Records from a data source
== Segment start ==

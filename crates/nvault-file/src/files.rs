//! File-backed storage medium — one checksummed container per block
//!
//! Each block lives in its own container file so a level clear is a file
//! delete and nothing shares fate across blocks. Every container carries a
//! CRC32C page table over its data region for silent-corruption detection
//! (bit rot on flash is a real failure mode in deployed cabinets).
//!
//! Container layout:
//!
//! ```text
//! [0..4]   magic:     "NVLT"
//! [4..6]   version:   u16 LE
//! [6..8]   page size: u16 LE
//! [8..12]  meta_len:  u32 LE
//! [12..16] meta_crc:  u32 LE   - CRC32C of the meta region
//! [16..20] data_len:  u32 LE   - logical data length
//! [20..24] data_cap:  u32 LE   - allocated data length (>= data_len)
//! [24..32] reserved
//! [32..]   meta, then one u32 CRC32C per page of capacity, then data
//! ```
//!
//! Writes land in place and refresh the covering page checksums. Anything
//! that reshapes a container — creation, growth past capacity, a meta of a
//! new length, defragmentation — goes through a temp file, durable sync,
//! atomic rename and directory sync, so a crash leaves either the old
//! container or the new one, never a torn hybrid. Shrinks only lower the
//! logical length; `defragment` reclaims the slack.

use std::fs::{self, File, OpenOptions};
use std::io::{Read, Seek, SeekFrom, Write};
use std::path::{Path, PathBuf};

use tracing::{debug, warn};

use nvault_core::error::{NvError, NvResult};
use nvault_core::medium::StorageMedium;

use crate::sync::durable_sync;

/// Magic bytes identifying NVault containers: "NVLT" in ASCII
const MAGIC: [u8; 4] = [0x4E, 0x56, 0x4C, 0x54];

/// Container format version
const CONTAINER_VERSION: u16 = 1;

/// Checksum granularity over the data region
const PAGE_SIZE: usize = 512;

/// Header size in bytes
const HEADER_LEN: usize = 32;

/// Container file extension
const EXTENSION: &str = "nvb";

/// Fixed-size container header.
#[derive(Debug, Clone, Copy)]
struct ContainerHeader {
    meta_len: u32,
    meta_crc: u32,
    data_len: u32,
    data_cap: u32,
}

== Segment end ==
== Segment start ==

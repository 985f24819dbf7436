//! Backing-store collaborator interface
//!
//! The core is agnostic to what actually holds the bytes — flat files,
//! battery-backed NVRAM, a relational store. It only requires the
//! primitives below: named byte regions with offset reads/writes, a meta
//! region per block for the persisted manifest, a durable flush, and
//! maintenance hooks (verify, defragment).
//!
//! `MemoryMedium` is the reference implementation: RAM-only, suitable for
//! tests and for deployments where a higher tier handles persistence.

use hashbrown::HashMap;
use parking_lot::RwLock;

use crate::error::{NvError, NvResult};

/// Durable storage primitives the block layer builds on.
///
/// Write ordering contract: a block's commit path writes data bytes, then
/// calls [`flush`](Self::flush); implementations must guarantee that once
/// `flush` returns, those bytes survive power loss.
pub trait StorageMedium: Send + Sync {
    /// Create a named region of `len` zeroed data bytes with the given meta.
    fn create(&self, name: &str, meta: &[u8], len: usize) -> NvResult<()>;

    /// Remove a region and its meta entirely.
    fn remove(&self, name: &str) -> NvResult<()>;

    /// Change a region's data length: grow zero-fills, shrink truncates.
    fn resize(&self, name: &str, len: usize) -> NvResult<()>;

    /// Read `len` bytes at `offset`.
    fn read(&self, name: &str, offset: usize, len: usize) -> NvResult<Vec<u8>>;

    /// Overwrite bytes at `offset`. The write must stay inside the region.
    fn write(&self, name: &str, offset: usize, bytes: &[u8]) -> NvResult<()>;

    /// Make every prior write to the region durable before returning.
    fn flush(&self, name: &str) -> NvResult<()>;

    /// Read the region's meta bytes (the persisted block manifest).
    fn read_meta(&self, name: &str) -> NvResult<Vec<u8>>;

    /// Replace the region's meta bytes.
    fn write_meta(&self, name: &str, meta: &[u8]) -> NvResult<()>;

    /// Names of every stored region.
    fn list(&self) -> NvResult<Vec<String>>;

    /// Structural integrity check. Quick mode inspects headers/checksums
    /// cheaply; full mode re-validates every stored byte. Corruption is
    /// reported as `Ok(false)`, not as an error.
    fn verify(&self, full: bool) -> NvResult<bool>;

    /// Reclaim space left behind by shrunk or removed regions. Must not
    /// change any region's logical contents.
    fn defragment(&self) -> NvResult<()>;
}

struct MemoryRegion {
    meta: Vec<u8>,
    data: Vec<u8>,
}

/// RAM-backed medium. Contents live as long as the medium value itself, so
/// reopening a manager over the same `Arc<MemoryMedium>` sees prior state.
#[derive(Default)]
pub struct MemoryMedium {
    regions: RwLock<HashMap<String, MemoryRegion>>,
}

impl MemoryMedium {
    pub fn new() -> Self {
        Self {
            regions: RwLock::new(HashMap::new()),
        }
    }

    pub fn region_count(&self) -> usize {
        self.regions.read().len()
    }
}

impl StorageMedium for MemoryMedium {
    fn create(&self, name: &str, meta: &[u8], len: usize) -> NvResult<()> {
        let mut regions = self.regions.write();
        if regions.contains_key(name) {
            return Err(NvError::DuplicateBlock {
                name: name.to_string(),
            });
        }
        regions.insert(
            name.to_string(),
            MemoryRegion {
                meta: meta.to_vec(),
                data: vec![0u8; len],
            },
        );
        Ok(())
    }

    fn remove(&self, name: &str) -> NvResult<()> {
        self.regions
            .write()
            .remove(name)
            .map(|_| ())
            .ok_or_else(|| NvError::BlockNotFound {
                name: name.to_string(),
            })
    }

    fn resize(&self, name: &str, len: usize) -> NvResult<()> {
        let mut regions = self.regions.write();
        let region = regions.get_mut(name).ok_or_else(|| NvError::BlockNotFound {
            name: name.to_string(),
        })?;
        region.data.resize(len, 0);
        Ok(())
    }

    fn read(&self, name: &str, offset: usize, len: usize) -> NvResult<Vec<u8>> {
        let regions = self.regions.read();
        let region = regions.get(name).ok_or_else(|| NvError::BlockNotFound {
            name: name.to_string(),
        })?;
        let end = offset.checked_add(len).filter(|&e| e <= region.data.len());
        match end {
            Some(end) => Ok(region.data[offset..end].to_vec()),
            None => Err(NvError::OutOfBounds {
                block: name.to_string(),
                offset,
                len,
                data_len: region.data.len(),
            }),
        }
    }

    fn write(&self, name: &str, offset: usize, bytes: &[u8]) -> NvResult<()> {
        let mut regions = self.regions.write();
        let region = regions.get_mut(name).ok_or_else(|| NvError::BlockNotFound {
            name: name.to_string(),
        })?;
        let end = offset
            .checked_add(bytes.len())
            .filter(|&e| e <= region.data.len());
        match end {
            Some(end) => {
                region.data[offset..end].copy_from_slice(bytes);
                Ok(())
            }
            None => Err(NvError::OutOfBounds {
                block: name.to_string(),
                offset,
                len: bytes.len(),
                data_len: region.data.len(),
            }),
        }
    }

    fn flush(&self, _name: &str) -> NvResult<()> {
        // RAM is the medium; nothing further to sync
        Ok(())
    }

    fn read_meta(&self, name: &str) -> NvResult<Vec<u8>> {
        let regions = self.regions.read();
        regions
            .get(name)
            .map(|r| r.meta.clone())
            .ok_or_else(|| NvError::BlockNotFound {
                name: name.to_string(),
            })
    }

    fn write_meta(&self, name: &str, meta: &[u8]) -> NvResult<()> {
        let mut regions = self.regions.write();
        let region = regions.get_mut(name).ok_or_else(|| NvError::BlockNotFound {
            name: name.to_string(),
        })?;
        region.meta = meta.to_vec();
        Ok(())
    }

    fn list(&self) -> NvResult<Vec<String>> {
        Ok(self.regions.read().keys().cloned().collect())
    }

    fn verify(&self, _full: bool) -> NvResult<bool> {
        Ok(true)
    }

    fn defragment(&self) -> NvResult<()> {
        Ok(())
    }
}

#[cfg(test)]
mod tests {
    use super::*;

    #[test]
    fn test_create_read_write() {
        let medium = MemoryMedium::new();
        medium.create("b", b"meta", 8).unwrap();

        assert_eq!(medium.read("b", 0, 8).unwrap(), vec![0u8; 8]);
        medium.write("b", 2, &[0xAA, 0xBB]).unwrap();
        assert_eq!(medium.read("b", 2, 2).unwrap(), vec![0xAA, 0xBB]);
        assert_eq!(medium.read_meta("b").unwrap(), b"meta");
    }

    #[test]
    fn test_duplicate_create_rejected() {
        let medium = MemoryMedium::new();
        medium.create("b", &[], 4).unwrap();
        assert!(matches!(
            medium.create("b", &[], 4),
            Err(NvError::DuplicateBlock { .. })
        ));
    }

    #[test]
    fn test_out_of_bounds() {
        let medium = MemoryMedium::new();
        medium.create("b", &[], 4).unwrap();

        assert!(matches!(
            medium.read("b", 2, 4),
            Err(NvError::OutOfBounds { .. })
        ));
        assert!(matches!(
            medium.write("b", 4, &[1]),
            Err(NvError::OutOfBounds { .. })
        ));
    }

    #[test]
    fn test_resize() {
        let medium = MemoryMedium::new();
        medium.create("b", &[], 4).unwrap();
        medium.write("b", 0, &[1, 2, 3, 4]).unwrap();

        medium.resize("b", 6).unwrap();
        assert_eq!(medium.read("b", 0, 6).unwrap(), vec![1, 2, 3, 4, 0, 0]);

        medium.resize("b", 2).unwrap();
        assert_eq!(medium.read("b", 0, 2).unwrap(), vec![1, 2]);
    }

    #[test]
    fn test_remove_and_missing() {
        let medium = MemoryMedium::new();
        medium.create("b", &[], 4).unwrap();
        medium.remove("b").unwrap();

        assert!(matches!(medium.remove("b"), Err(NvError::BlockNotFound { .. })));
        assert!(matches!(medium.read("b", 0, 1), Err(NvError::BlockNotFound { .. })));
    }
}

== Segment end ==
== Segment start ==

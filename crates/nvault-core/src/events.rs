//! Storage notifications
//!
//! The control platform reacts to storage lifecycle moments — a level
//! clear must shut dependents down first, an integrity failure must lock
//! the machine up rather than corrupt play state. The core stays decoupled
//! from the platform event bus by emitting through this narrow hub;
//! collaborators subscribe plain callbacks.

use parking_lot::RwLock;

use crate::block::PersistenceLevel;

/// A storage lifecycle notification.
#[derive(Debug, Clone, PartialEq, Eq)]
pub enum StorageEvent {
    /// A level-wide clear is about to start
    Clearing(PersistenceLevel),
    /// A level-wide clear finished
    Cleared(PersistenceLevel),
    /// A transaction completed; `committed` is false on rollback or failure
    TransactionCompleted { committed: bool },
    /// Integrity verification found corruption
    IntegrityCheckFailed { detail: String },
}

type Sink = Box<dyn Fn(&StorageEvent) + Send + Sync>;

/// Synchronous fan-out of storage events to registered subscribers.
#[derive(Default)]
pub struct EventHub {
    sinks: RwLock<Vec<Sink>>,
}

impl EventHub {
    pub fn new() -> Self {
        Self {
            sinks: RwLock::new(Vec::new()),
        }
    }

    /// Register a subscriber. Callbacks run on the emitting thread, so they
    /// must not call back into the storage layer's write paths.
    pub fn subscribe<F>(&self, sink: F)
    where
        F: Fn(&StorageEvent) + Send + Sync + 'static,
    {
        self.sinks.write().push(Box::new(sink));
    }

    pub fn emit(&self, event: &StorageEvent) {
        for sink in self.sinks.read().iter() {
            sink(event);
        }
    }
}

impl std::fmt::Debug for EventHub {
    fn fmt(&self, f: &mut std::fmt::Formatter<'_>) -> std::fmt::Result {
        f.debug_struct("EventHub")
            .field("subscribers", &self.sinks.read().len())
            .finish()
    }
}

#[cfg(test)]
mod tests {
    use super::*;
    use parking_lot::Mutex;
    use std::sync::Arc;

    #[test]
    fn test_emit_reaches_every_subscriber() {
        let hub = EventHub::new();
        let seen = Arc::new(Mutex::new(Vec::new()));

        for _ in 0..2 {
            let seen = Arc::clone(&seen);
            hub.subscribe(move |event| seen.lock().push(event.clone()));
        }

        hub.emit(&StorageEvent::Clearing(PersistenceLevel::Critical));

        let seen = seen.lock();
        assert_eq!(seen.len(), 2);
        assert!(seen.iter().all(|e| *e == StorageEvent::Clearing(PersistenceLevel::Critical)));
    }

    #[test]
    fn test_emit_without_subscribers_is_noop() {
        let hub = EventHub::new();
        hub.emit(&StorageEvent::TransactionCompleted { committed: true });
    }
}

== Segment end ==

ABOUT THIS EXERCISE: The lines to copy are those in the records above containing the word "push".

OUTPUT OF THE TASK:
        self.sinks.write().push(Box::new(sink));
            hub.subscribe(move |event| seen.lock().push(event.clone()));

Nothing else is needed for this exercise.